Una tragica spirale di violenza, controllo e sopraffazione interrotta solo grazie alla vicinanza e alla sensibilità dei cittadini che non si sono voltati dall’altra parte. È quanto accaduto a Bassiano, dove i Carabinieri hanno arrestato in flagranza un uomo di 30 anni, trasferito poi in carcere su disposizione del GIP di Latina. Le accuse nei suoi confronti sono pesantissime: maltrattamenti in famiglia, lesioni aggravate e perfino il reato di tortura.
Determinanti sono state le segnalazioni di familiari e vicini che, sentendo le urla disperate provenire dall’abitazione, hanno subito allertato il 112. I militari, pur liberi dal servizio, sono corsi sul posto prima che fosse troppo tardi. All’interno hanno trovato la compagna dell’uomo sfigurata dalle percosse e in condizioni drammatiche.

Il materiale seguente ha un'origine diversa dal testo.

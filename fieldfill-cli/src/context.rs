use crate::config::Settings;
use crate::error::{CliError, CliResult};
use aws_config::BehaviorVersion;
use fieldfill_core::FieldMapping;
use fieldfill_storage_aws::{DynamoDbTableStore, KeySchema};

/// Build a DynamoDB store from resolved settings.
///
/// Credentials and the default region come from the SDK's provider chain
/// (environment, profile, IMDS). Without any region the store uses us-west-2.
pub async fn build_store(settings: &Settings) -> CliResult<DynamoDbTableStore> {
    let sdk_config = aws_config::load_defaults(BehaviorVersion::latest()).await;
    let store = DynamoDbTableStore::new(&sdk_config, settings.table.clone()).await?;
    tracing::info!(
        table = %store.table_name(),
        region = ?settings.table.region,
        endpoint = ?settings.table.endpoint,
        "connected"
    );
    Ok(store)
}

/// Refuse to run when the configured key names disagree with the table.
pub async fn verify_key_schema(store: &DynamoDbTableStore, settings: &Settings) -> CliResult<()> {
    let schema = store.key_schema().await?;
    check_key_schema(store.table_name(), &schema, &settings.mapping)
}

/// Every update is addressed by `(partition_key, sort_key)`; a mismatch would
/// make every write fail.
pub fn check_key_schema(table: &str, schema: &KeySchema, mapping: &FieldMapping) -> CliResult<()> {
    if schema.partition_key != mapping.partition_key {
        return Err(CliError::Config(format!(
            "table {} is keyed by '{}', not '{}' (set --partition-key)",
            table, schema.partition_key, mapping.partition_key
        )));
    }
    match schema.sort_key.as_deref() {
        Some(sort_key) if sort_key == mapping.sort_key => Ok(()),
        Some(sort_key) => Err(CliError::Config(format!(
            "table {} has sort key '{}', not '{}' (set --sort-key)",
            table, sort_key, mapping.sort_key
        ))),
        None => Err(CliError::Config(format!(
            "table {} has no sort key; a composite (partition, sort) key is required",
            table
        ))),
    }
}
use crate::cli::{OutputFormat, RunArgs, TableArgs};
use crate::config;
use crate::context;
use crate::error::CliResult;
use crate::output::format_summary;
use colored::Colorize;
use fieldfill_core::{BackfillDriver, ScanStrategy};
use indicatif::{ProgressBar, ProgressDrawTarget, ProgressStyle};
use std::path::Path;
use std::time::Duration;

pub async fn run(
    table_args: &TableArgs,
    run_args: &RunArgs,
    format: OutputFormat,
    config_path: Option<&Path>,
    quiet: bool,
) -> CliResult<()> {
    let settings = config::load_settings(config_path, table_args, Some(run_args))?;
    let store = context::build_store(&settings).await?;
    context::verify_key_schema(&store, &settings).await?;

    if !quiet {
        eprintln!(
            "{} {}: '{}' <- '{}'{}",
            if settings.options.dry_run {
                "Checking".cyan().bold()
            } else {
                "Backfilling".green().bold()
            },
            store.table_name(),
            settings.mapping.target_field,
            settings.mapping.source_field,
            match settings.options.strategy {
                ScanStrategy::Collect => " (collect first)",
                ScanStrategy::Stream => "",
            }
        );
    }

    let bar = progress_bar(quiet);
    let pb = bar.clone();
    let driver = BackfillDriver::new(store, settings.mapping.clone())
        .options(settings.options.clone())
        .on_progress(move |p| {
            if p.scan_complete {
                pb.set_length(p.total as u64);
            }
            pb.set_position(p.updated as u64);
            pb.set_message(p.to_string());
        });

    let outcome = driver.run().await;
    bar.finish_and_clear();
    let result = outcome?;

    print!("{}", format_summary(&result, driver.mapping(), format)?);
    Ok(())
}

fn progress_bar(quiet: bool) -> ProgressBar {
    let bar = ProgressBar::no_length();
    if quiet {
        bar.set_draw_target(ProgressDrawTarget::hidden());
        return bar;
    }
    let style = ProgressStyle::with_template("{prefix:12} {spinner:.dim} {pos} updated  {msg}")
        .unwrap_or_else(|_| ProgressStyle::default_spinner())
        .tick_strings(&["|", "/", "-", "\\", " "]);
    bar.set_style(style);
    bar.set_prefix(format!("{}", "Updating".green().bold()));
    bar.enable_steady_tick(Duration::from_millis(120));
    bar
}
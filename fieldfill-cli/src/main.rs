use clap::Parser;
use fieldfill_cli::cli::Cli;
use fieldfill_cli::error::exit_with_error;

fn init_tracing(cli: &Cli) {
    // CLI tracing policy:
    //   --quiet  → always "off"
    //   --verbose → RUST_LOG if set, otherwise "info"
    //   default  → "off" (progress bar and summary only)
    let filter = if cli.quiet {
        tracing_subscriber::EnvFilter::new("off")
    } else if cli.verbose {
        tracing_subscriber::EnvFilter::try_from_default_env().unwrap_or_else(|_| "info".into())
    } else {
        tracing_subscriber::EnvFilter::new("off")
    };

    let ansi = !(cli.no_color || std::env::var_os("NO_COLOR").is_some());

    tracing_subscriber::fmt()
        .with_env_filter(filter)
        .with_ansi(ansi)
        .with_target(true)
        .with_writer(std::io::stderr)
        .init();
}

#[tokio::main]
async fn main() {
    let cli = Cli::parse();

    if cli.no_color || std::env::var_os("NO_COLOR").is_some() {
        colored::control::set_override(false);
    }

    init_tracing(&cli);

    if let Err(e) = fieldfill_cli::run(cli).await {
        exit_with_error(e);
    }
}
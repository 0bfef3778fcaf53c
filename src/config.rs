//! Engine configuration.
//!
//! Loadable from TOML; every field has a default so a partial file (or an
//! empty one) is valid.

use crate::scheduler::SchedulerMode;
use serde::{Deserialize, Serialize};
use std::time::Duration;

/// Configuration for creating a [`MainLoop`](crate::engine::MainLoop).
#[derive(Debug, Clone, PartialEq, Serialize, Deserialize)]
#[serde(default)]
pub struct EngineConfig {
    /// Realtime (monotonic clock, sleeping) or offline (virtual time).
    pub mode: SchedulerMode,

    /// Upper bound on deferred callbacks per drain, and on wake-ups
    /// dispatched at one instant (offline) or back to back without
    /// sleeping (realtime).
    pub max_dispatches: usize,

    /// How long `run_until` sleeps when nothing is scheduled.
    #[serde(with = "humantime_serde")]
    pub idle_sleep: Duration,

    /// Update interval for simulated stimuli.
    #[serde(with = "humantime_serde")]
    pub frame_interval: Duration,
}

impl Default for EngineConfig {
    fn default() -> Self {
        Self {
            mode: SchedulerMode::Realtime,
            max_dispatches: 200_000,
            idle_sleep: Duration::from_millis(1),
            frame_interval: Duration::from_micros(16_667),
        }
    }
}

impl EngineConfig {
    /// Default configuration for virtual-time runs.
    pub fn offline() -> Self {
        Self {
            mode: SchedulerMode::Offline,
            ..Default::default()
        }
    }

    /// Parse configuration from a TOML string.
    ///
    /// # Errors
    ///
    /// Returns an error if the TOML is malformed or the values are invalid.
    pub fn from_toml_str(content: &str) -> Result<Self, ConfigError> {
        let config: Self = toml::from_str(content)?;
        config.validate()?;
        Ok(config)
    }

    /// Serialize configuration to a TOML string.
    ///
    /// # Errors
    ///
    /// Returns an error if serialization fails.
    pub fn to_toml_string(&self) -> Result<String, ConfigError> {
        toml::to_string_pretty(self).map_err(ConfigError::Serialize)
    }

    /// Check the values for consistency.
    ///
    /// # Errors
    ///
    /// Returns [`ConfigError::Invalid`] describing the first bad field.
    pub fn validate(&self) -> Result<(), ConfigError> {
        if self.max_dispatches == 0 {
            return Err(ConfigError::Invalid(
                "max_dispatches must be greater than 0".to_string(),
            ));
        }
        if self.frame_interval.is_zero() {
            return Err(ConfigError::Invalid(
                "frame_interval must be greater than 0".to_string(),
            ));
        }
        Ok(())
    }
}

/// Configuration-related errors.
#[derive(Debug, thiserror::Error)]
pub enum ConfigError {
    /// A field holds a value the engine can't work with.
    #[error("invalid configuration: {0}")]
    Invalid(String),

    /// TOML parsing error.
    #[error("failed to parse TOML: {0}")]
    Parse(#[from] toml::de::Error),

    /// TOML serialization error.
    #[error("failed to serialize TOML: {0}")]
    Serialize(#[from] toml::ser::Error),
}

/// Serde helper module for `Duration` using humantime format.
mod humantime_serde {
    use serde::{self, Deserialize, Deserializer, Serializer};
    use std::time::Duration;

    pub fn serialize<S>(duration: &Duration, serializer: S) -> Result<S::Ok, S::Error>
    where
        S: Serializer,
    {
        let s = humantime::format_duration(*duration).to_string();
        serializer.serialize_str(&s)
    }

    pub fn deserialize<'de, D>(deserializer: D) -> Result<Duration, D::Error>
    where
        D: Deserializer<'de>,
    {
        let s = String::deserialize(deserializer)?;
        humantime::parse_duration(&s).map_err(serde::de::Error::custom)
    }
}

La donna sarebbe stata segregata e sottoposta per ore a sofferenze estreme, compresi tentativi di strangolamento con il cavo di una presa elettrica fino a farle perdere i sensi. Un incubo lungo anni che coinvolgeva anche i figli minori. Il Procuratore Aggiunto Luigia Spinelli rinnova l’invito della Procura: di fronte alla violenza domestica, denunciare subito può salvare una vita.